(Records from a data source)
--- START ---
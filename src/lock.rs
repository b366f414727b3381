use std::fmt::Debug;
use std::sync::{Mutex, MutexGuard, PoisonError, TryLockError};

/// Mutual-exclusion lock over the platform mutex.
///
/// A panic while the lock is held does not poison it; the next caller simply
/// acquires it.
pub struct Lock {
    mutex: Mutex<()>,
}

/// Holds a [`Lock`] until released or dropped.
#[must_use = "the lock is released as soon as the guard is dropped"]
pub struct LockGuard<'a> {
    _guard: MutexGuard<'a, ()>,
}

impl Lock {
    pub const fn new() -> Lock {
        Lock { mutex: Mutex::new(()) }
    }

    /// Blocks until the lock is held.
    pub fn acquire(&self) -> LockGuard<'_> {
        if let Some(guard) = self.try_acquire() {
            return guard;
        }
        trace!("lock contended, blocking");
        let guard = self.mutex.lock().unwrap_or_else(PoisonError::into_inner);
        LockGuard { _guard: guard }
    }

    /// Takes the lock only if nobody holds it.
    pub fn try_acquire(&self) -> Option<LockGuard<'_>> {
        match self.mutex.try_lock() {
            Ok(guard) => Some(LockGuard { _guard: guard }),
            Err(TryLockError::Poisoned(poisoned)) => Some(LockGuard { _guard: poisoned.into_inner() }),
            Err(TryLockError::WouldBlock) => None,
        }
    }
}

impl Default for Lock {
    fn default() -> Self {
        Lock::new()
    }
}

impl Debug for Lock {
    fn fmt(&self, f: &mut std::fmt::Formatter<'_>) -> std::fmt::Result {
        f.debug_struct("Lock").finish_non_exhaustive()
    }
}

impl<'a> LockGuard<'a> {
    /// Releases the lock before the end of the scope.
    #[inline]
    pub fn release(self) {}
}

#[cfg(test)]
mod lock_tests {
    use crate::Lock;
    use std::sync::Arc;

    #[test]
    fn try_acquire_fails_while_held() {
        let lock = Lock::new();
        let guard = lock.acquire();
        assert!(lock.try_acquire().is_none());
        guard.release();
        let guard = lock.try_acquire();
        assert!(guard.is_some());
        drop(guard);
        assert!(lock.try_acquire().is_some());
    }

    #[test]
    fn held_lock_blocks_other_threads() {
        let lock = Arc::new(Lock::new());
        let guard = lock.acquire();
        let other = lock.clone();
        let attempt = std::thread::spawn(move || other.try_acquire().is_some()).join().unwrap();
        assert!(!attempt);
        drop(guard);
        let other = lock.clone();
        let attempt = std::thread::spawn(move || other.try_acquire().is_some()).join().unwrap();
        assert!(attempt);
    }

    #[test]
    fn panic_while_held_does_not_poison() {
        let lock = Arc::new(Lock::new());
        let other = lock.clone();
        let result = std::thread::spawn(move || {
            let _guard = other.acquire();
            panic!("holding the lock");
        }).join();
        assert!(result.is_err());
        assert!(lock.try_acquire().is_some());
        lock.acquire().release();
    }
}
--- END ---
--- START ---
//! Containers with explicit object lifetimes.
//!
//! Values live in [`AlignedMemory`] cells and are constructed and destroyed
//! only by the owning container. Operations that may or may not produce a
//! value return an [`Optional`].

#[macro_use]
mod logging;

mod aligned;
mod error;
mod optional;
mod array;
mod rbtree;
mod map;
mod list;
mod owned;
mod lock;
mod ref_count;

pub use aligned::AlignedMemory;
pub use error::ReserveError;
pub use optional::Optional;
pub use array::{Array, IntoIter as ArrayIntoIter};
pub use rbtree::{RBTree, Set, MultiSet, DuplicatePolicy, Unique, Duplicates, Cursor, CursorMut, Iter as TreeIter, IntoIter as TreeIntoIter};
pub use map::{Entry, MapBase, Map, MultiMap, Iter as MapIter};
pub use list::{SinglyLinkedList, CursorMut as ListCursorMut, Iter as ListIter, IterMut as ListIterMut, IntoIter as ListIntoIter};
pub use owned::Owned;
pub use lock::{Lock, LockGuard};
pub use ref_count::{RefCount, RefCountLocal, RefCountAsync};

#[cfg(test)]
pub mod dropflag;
--- END ---
--- START ---
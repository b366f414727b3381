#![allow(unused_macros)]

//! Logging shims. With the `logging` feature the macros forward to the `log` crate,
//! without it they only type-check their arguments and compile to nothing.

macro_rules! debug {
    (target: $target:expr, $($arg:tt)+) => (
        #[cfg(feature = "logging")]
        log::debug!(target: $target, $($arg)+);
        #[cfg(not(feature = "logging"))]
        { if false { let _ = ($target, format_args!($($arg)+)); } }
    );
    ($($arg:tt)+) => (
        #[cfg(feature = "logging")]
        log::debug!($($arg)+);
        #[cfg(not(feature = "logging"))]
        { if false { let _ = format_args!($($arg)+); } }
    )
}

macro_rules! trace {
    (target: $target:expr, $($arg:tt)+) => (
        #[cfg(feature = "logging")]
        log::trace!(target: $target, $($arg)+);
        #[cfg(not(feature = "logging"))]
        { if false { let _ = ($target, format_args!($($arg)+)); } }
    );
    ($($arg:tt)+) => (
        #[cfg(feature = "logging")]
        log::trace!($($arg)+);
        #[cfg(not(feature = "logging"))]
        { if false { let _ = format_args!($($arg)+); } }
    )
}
--- END ---
(What to work on) Report every line above that has the string "TryLockError" in it.

(Exercise solution)
use std::sync::{Mutex, MutexGuard, PoisonError, TryLockError};
            Err(TryLockError::Poisoned(poisoned)) => Some(LockGuard { _guard: poisoned.into_inner() }),
            Err(TryLockError::WouldBlock) => None,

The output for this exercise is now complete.